Campus Santa Fe offers a wide range of sports, cultural and leisure facilities, such as a full size football field, basketball, tennis, and volleyball courts.

Culture

The department offers 32 workshops in the following disciplines: Cinematographic appreciation, dancing, ballet, bass, singing, bond, current dancing, Arabic dancing, painting, literature, corporal expression, flamenco, photography, guitar, radio production, locution, and theatre. The campus has the following cultural representative Groups:

- Theatre
- Flamenco
- Musical bond
- Technical and production staff
- They usually hold performances during the academic year.

Student Organizations

Student organizations in campus Santa Fe are widely active and are associated with excellence and relevant events. During the last years, student groups with the University, managed to get conferences by Tony Blair and Howard Shultz, Starbucks CEO.

Student Community

The students' community is integrated from Mexico's upper class, as it's located in the highest wealth area of Mexico, the economic center and place where most international companies' headquarters are located.

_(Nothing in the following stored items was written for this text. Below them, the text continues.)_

// Aggregator - one customer per account, products in row order
//
// Identity policy: name, email and address come from the first row of an
// account. Later rows that disagree are not merged; the disagreement is
// logged and the first row wins.

use crate::record::{renewal_link, CleanedRow, CustomerAggregate, ProductEntry};
use serde::Serialize;
use std::collections::BTreeMap;

#[derive(Debug, Clone, Default, PartialEq, Eq, Serialize)]
pub struct AggregateOutput {
    /// Ordered by account id
    pub customers: Vec<CustomerAggregate>,
    /// Human-readable processing log, one line per account plus conflicts
    pub log: Vec<String>,
}

/// Group cleaned rows by account and build customer aggregates.
///
/// Pure: the same rows always produce the same output.
pub fn aggregate(rows: &[CleanedRow]) -> AggregateOutput {
    let mut groups: BTreeMap<&str, Vec<&CleanedRow>> = BTreeMap::new();
    for row in rows {
        groups.entry(row.account_id.as_str()).or_default().push(row);
    }

    let mut output = AggregateOutput::default();

    for (account_id, group) in groups {
        let Some(first) = group.first() else {
            continue;
        };

        let conflicts = identity_conflicts(first, &group[1..]);
        if !conflicts.is_empty() {
            output.log.push(format!(
                "Account {}: Conflicting identity fields ({}); using first row",
                account_id,
                conflicts.join(", ")
            ));
        }

        let products: Vec<ProductEntry> = group.iter().filter_map(|row| row.product()).collect();

        if products.is_empty() {
            tracing::debug!(account_id, rows = group.len(), "account has no valid products");
            output
                .log
                .push(format!("Account {}: Skipped - no valid products", account_id));
            continue;
        }

        output.log.push(format!(
            "Account {}: Processed {} with {} products",
            account_id,
            first.customer_name,
            products.len()
        ));

        output.customers.push(CustomerAggregate {
            customer_name: first.customer_name.clone(),
            email_address: first.email_address.clone(),
            account_id: account_id.to_string(),
            physical_address: first.physical_address.clone(),
            renewal_link: renewal_link(account_id),
            products,
        });
    }

    output
}

/// Identity fields where any later row differs from the first
fn identity_conflicts(first: &CleanedRow, rest: &[&CleanedRow]) -> Vec<&'static str> {
    let mut fields = Vec::new();
    if rest.iter().any(|r| r.customer_name != first.customer_name) {
        fields.push("customer name");
    }
    if rest.iter().any(|r| r.email_address != first.email_address) {
        fields.push("email address");
    }
    if rest.iter().any(|r| r.physical_address != first.physical_address) {
        fields.push("physical address");
    }
    fields
}

// ============================================================================
// TESTS
// ============================================================================

#[cfg(test)]
mod tests {
    use super::*;
    use crate::loader::load_table;
    use crate::source::{Table, TableRow};

    fn row(name: &str, email: &str, addr: &str, acct: &str, product: &str, end: &str) -> CleanedRow {
        CleanedRow {
            customer_name: name.to_string(),
            email_address: email.to_string(),
            physical_address: addr.to_string(),
            account_id: acct.to_string(),
            product_name: product.to_string(),
            contract_end_date: end.to_string(),
            line_number: 0,
        }
    }

    fn acme(acct: &str, product: &str, end: &str) -> CleanedRow {
        row("Acme", "a@x.com", "1 St", acct, product, end)
    }

    #[test]
    fn test_two_products_one_customer() {
        let rows = vec![
            acme("A1", "VPN", "2025-03-01"),
            acme("A1", "DIA", ""),
        ];

        let out = aggregate(&rows);
        assert_eq!(out.customers.len(), 1);

        let c = &out.customers[0];
        assert_eq!(c.account_id, "A1");
        assert_eq!(c.customer_name, "Acme");
        assert_eq!(c.email_address, "a@x.com");
        assert_eq!(c.physical_address, "1 St");
        assert_eq!(c.renewal_link, "https://example.com/renew?acct=A1");
        assert_eq!(
            c.products,
            vec![
                ProductEntry {
                    name: "VPN".to_string(),
                    contract_end_date: "2025-03-01".to_string()
                },
                ProductEntry {
                    name: "DIA".to_string(),
                    contract_end_date: "N/A".to_string()
                },
            ]
        );
        assert_eq!(out.log, vec!["Account A1: Processed Acme with 2 products"]);
    }

    #[test]
    fn test_account_without_products_skipped() {
        let rows = vec![
            row("Bravo", "b@x.com", "2 St", "B2", "", "2025-01-01"),
            row("Bravo", "b@x.com", "2 St", "B2", "", ""),
        ];

        let out = aggregate(&rows);
        assert!(out.customers.is_empty());
        assert_eq!(out.log, vec!["Account B2: Skipped - no valid products"]);
    }

    #[test]
    fn test_placeholder_products_ignored() {
        let rows = vec![
            acme("A1", "", ""),
            acme("A1", "None", ""),
            acme("A1", "NaN", ""),
            acme("A1", "nan", ""),
            acme("A1", "VPN", "nan"),
        ];

        let out = aggregate(&rows);
        assert_eq!(out.customers[0].products.len(), 1);
        assert_eq!(out.customers[0].products[0].name, "VPN");
        assert_eq!(out.customers[0].products[0].contract_end_date, "N/A");
    }

    #[test]
    fn test_duplicate_products_kept_in_order() {
        let rows = vec![
            acme("A1", "VPN", "2025-03-01"),
            acme("A1", "DIA", "2025-04-01"),
            acme("A1", "VPN", "2025-03-01"),
        ];

        let out = aggregate(&rows);
        let names: Vec<&str> = out.customers[0]
            .products
            .iter()
            .map(|p| p.name.as_str())
            .collect();
        assert_eq!(names, vec!["VPN", "DIA", "VPN"]);
    }

    #[test]
    fn test_groups_sorted_by_account_rows_keep_encounter_order() {
        let rows = vec![
            acme("C3", "IOA", ""),
            acme("A1", "Wavelengths", ""),
            acme("C3", "DIA", ""),
            acme("B2", "VPN", ""),
            acme("A1", "VPN", ""),
        ];

        let out = aggregate(&rows);
        let accounts: Vec<&str> = out.customers.iter().map(|c| c.account_id.as_str()).collect();
        assert_eq!(accounts, vec!["A1", "B2", "C3"]);

        let a1: Vec<&str> = out.customers[0].products.iter().map(|p| p.name.as_str()).collect();
        assert_eq!(a1, vec!["Wavelengths", "VPN"]);
        let c3: Vec<&str> = out.customers[2].products.iter().map(|p| p.name.as_str()).collect();
        assert_eq!(c3, vec!["IOA", "DIA"]);
    }

    #[test]
    fn test_same_name_distinct_accounts_not_merged() {
        let rows = vec![
            acme("A1", "VPN", ""),
            row("Acme", "other@x.com", "9 Rd", "A2", "DIA", ""),
        ];

        let out = aggregate(&rows);
        assert_eq!(out.customers.len(), 2);
        assert_eq!(out.customers[0].account_id, "A1");
        assert_eq!(out.customers[1].account_id, "A2");
        assert_eq!(out.customers[1].email_address, "other@x.com");
    }

    #[test]
    fn test_numeric_looking_accounts_not_coalesced() {
        let rows = vec![acme("007", "VPN", ""), acme("7.0", "DIA", ""), acme("7", "IOA", "")];

        let out = aggregate(&rows);
        let accounts: Vec<&str> = out.customers.iter().map(|c| c.account_id.as_str()).collect();
        assert_eq!(accounts, vec!["007", "7", "7.0"]);
        assert_eq!(out.customers[0].renewal_link, "https://example.com/renew?acct=007");
    }

    #[test]
    fn test_first_row_identity_wins_and_conflict_logged() {
        let rows = vec![
            row("Acme", "a@x.com", "1 St", "A1", "VPN", ""),
            row("Acme Corp", "a@x.com", "2 St", "A1", "DIA", ""),
        ];

        let out = aggregate(&rows);
        let c = &out.customers[0];
        assert_eq!(c.customer_name, "Acme");
        assert_eq!(c.physical_address, "1 St");
        assert_eq!(
            out.log,
            vec![
                "Account A1: Conflicting identity fields (customer name, physical address); using first row",
                "Account A1: Processed Acme with 2 products",
            ]
        );
    }

    #[test]
    fn test_account_id_is_percent_encoded_in_link() {
        let out = aggregate(&[acme("A&B=1 2", "VPN", "")]);
        assert_eq!(
            out.customers[0].renewal_link,
            "https://example.com/renew?acct=A%26B%3D1%202"
        );
        assert_eq!(out.customers[0].account_id, "A&B=1 2");
    }

    #[test]
    fn test_aggregate_is_idempotent() {
        let rows = vec![
            acme("B2", "VPN", "2025-03-01"),
            acme("A1", "DIA", ""),
            row("Zed", "z@x.com", "3 St", "Z9", "", ""),
            acme("A1", "IOA", "2025-05-10"),
        ];

        let first = aggregate(&rows);
        let second = aggregate(&rows);
        assert_eq!(first, second);
        assert_eq!(
            serde_json::to_string(&first).unwrap(),
            serde_json::to_string(&second).unwrap()
        );
    }

    #[test]
    fn test_grouping_partitions_rows() {
        let rows = vec![
            acme("A1", "VPN", ""),
            acme("B2", "", ""),
            acme("A1", "DIA", ""),
            acme("C3", "IOA", ""),
            acme("B2", "none", ""),
        ];

        let out = aggregate(&rows);

        let skipped: Vec<&str> = out
            .log
            .iter()
            .filter_map(|line| {
                line.strip_prefix("Account ")?
                    .strip_suffix(": Skipped - no valid products")
            })
            .collect();
        assert_eq!(skipped, vec!["B2"]);

        // Every row's account is either retained once or skipped once, never both
        for r in &rows {
            let retained = out
                .customers
                .iter()
                .filter(|c| c.account_id == r.account_id)
                .count();
            let dropped = skipped.iter().filter(|a| **a == r.account_id).count();
            assert_eq!(retained + dropped, 1, "account {}", r.account_id);
        }

        let retained_products: usize = out.customers.iter().map(|c| c.products.len()).sum();
        let skipped_rows = rows
            .iter()
            .filter(|r| skipped.contains(&r.account_id.as_str()))
            .count();
        assert_eq!(retained_products + skipped_rows, rows.len());
    }

    #[test]
    fn test_empty_account_row_never_becomes_a_group() {
        let table = Table {
            headers: [
                "Customer Name",
                "Email Address",
                "Physical Address",
                "Account Number",
                "Product",
                "Contract End Date",
            ]
            .iter()
            .map(|h| h.to_string())
            .collect(),
            rows: vec![
                TableRow {
                    line: 2,
                    cells: ["Acme", "a@x.com", "1 St", "", "VPN", ""]
                        .iter()
                        .map(|c| c.to_string())
                        .collect(),
                },
                TableRow {
                    line: 3,
                    cells: ["Beta", "b@x.com", "2 St", "B1", "DIA", ""]
                        .iter()
                        .map(|c| c.to_string())
                        .collect(),
                },
            ],
        };

        let loaded = load_table(&table).unwrap();
        let out = aggregate(&loaded.rows);
        assert_eq!(out.customers.len(), 1);
        assert_eq!(out.customers[0].account_id, "B1");
        assert!(out.log.iter().all(|l| !l.starts_with("Account :")));
    }

    #[test]
    fn test_empty_input() {
        let out = aggregate(&[]);
        assert!(out.customers.is_empty());
        assert!(out.log.is_empty());
    }
}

Current annual tuition and fees are ranked US$20,000, making the Tec Santa Fe one of the most expensive universities in Mexico and Latin America.

==Controversies==
Access to the campus was blocked when it was under construction by a group of tenants who claimed that they had not been fully compensated for the land by the government.

==Sources==
- 5 años, Campus Santa Fe, ITESM, Dirección de Comunicación e Imagen y Relación con Egresados de Campus Santa Fe 2006.